C’est pour cette raison précisément que Richard Guay, professeur de finance à l’École des sciences de la gestion de l’UQAM et ancien chef de la direction de la Caisse de dépôt et placement du Québec, préfère une autre mesure au CAPE mis de l’avant par Vanguard. Avec ce dernier, «on se base encore sur un chiffre passé», fait ressortir Richard Guay ; c’est une donnée que le marché a déjà absorbée.

Dans une étude qu’il vient de réaliser pour le C.D. Howe Institute et qui traite aussi de la performance boursière à long terme, Richard Guay préfère à l’indicateur de Vanguard les prévisions de bénéfices futurs réalisés par des analystes spécialistes de leurs secteurs respectifs. Un site comme Bloomberg donne une lecture consensuelle de ces prévisions.

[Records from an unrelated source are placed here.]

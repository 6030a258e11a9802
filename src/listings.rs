//! Rental listings preset: schema, spaces and the named queries served by
//! the REST layer.

use chrono::{DateTime, Duration, Utc};
use staysearch_core::{
    AttributeKind, CategorySpace, Comparator, IndexConfig, NumberMode, NumberScale, NumberSpace,
    RecencySpace, Schema, Space, TextSpace,
};
use staysearch_query::QueryTemplate;

pub const SCHEMA_NAME: &str = "listing";
pub const INDEX_NAME: &str = "airbnb_index";

pub const ROOM_TYPES: [&str; 4] = ["Private room", "Entire home/apt", "Shared room", "Hotel room"];

pub const DESCRIPTION_SPACE: &str = "description";
pub const AMENITIES_SPACE: &str = "amenities";
pub const ROOM_TYPE_SPACE: &str = "room_type";
pub const RATING_SPACE: &str = "review_rating";
pub const PRICE_SPACE: &str = "price";
pub const RECENCY_SPACE: &str = "recency";

pub const PRICE_MAX: f64 = 500_000.0;
pub const RECENCY_HALF_LIFE_DAYS: i64 = 365;

pub fn schema() -> Schema {
    Schema::new(SCHEMA_NAME)
        .with_field("name", AttributeKind::Text)
        .with_field("description", AttributeKind::Text)
        .with_field("amenities", AttributeKind::Text)
        .with_field("bathrooms_text", AttributeKind::Text)
        .with_field("listing_url", AttributeKind::Text)
        .with_field("room_type", AttributeKind::Category)
        .with_field("price", AttributeKind::Number)
        .with_field("review_scores_rating", AttributeKind::Number)
        .with_field("bedrooms", AttributeKind::Number)
        .with_field("beds", AttributeKind::Number)
        .with_field("bathrooms", AttributeKind::Number)
        .with_field("host_is_superhost", AttributeKind::Number)
        .with_field("number_of_reviews", AttributeKind::Number)
        .with_field("last_scraped", AttributeKind::Timestamp)
}

/// Spaces in index order. Both text spaces share one model identity.
pub fn spaces(text_model: &str, text_dim: usize) -> Vec<Space> {
    vec![
        Space::Category(CategorySpace::new(
            ROOM_TYPE_SPACE,
            "room_type",
            ROOM_TYPES.iter().map(|s| s.to_string()).collect(),
        )),
        Space::Text(TextSpace::new(DESCRIPTION_SPACE, "description", text_model, text_dim)),
        Space::Number(NumberSpace::new(
            RATING_SPACE,
            "review_scores_rating",
            0.0,
            5.0,
            NumberMode::Maximum,
        )),
        Space::Number(
            NumberSpace::new(PRICE_SPACE, "price", 0.0, PRICE_MAX, NumberMode::Minimum)
                .with_scale(NumberScale::Logarithmic),
        ),
        Space::Recency(RecencySpace::new(
            RECENCY_SPACE,
            "last_scraped",
            Duration::days(RECENCY_HALF_LIFE_DAYS),
        )),
        Space::Text(TextSpace::new(AMENITIES_SPACE, "amenities", text_model, text_dim)),
    ]
}

pub fn index_config(text_model: &str, text_dim: usize, now: DateTime<Utc>) -> IndexConfig {
    IndexConfig::new(INDEX_NAME, schema(), spaces(text_model, text_dim), now)
}

/// Weights, room type filter and natural-language input
pub fn base_query() -> QueryTemplate {
    QueryTemplate::new("base_query")
        .weight(DESCRIPTION_SPACE, "description_weight")
        .weight(RATING_SPACE, "review_rating_maximizer_weight")
        .weight(PRICE_SPACE, "price_minimizer_weight")
        .weight(AMENITIES_SPACE, "amenities_weight")
        .natural_query("natural_query")
        .filter("room_type", Comparator::Eq, "filter_by_type")
        .with_options(ROOM_TYPES)
        .describe("filter_by_type", "The kind of room the user wants.")
        .limit(5)
}

fn with_similarity_and_thresholds(base: QueryTemplate) -> QueryTemplate {
    base.similar(
        DESCRIPTION_SPACE,
        "query_description",
        Some("description_similar_clause_weight"),
    )
    .similar(
        AMENITIES_SPACE,
        "query_amenities",
        Some("amenities_similar_clause_weight"),
    )
    .filter("review_scores_rating", Comparator::Ge, "review_rating_bigger_than")
    .filter("price", Comparator::Le, "price_smaller_than")
    .describe(
        "query_description",
        "The text in the user's query that is used to search in the listings' descriptions. \
         Extract info that does not apply to other spaces or params.",
    )
    .describe(
        "query_amenities",
        "The text in the user's query that is used to search in the listings' amenities. \
         Extract info that does not apply to other spaces or params.",
    )
    .describe(
        "review_rating_bigger_than",
        "Used to find listings with a review rating bigger than the provided number.",
    )
    .describe(
        "price_smaller_than",
        "Used to find listings with a price smaller than the provided number.",
    )
}

/// Base query plus description/amenities similarity and rating/price thresholds
pub fn filter_query() -> QueryTemplate {
    with_similarity_and_thresholds(base_query().derive("filter_query"))
}

pub fn semantic_search_query() -> QueryTemplate {
    with_similarity_and_thresholds(base_query().derive("semantic_search_query"))
}

pub fn templates() -> Vec<QueryTemplate> {
    vec![base_query(), filter_query(), semantic_search_query()]
}

#[cfg(test)]
mod tests {
    use super::*;

    #[test]
    fn test_index_config_is_valid() {
        let config = index_config("m", 16, Utc::now());
        config.validate().unwrap();
        let dim: usize = config.spaces.iter().map(Space::dimension).sum();
        assert_eq!(dim, 4 + 16 + 2 + 2 + 2 + 16);
    }

    #[test]
    fn test_templates_declare_expected_params() {
        let filter = filter_query();
        for param in [
            "natural_query",
            "description_weight",
            "review_rating_maximizer_weight",
            "price_minimizer_weight",
            "amenities_weight",
            "filter_by_type",
            "query_description",
            "description_similar_clause_weight",
            "query_amenities",
            "amenities_similar_clause_weight",
            "review_rating_bigger_than",
            "price_smaller_than",
            "limit",
        ] {
            assert!(filter.declares(param), "missing {}", param);
        }
        assert!(!base_query().declares("price_smaller_than"));
        assert_eq!(filter.filters.len(), 3);
        assert_eq!(filter.limit, 5);
    }
}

Les indicateurs PE1 et CAPE se résument encore à une lecture historique, mais les prévisions de bénéfices par des analystes spécialisés pour chaque secteur économique donnent le coup d’oeil le plus compétent sur les développements à venir dans les entreprises susceptibles d’influer sur les cours en Bourse. C’est pourquoi leur valeur prédictive est supérieure, juge Richard Guay.

Or, que nous disent ces indicateurs de la performance boursière des dix prochaines années ? Armé de son modèle, Vanguard nous dit que les meilleures probabilités annoncent un rendement se situant entre 4 et 8 %, une fourchette très large – mais positive tout de même – dans laquelle nombre d’investisseurs se situent intuitivement.

De son côté, Richard Guay voit aussi les rendements demeurer en terrain fort positif, son étude les situant entre 5,5 et 6,9 %.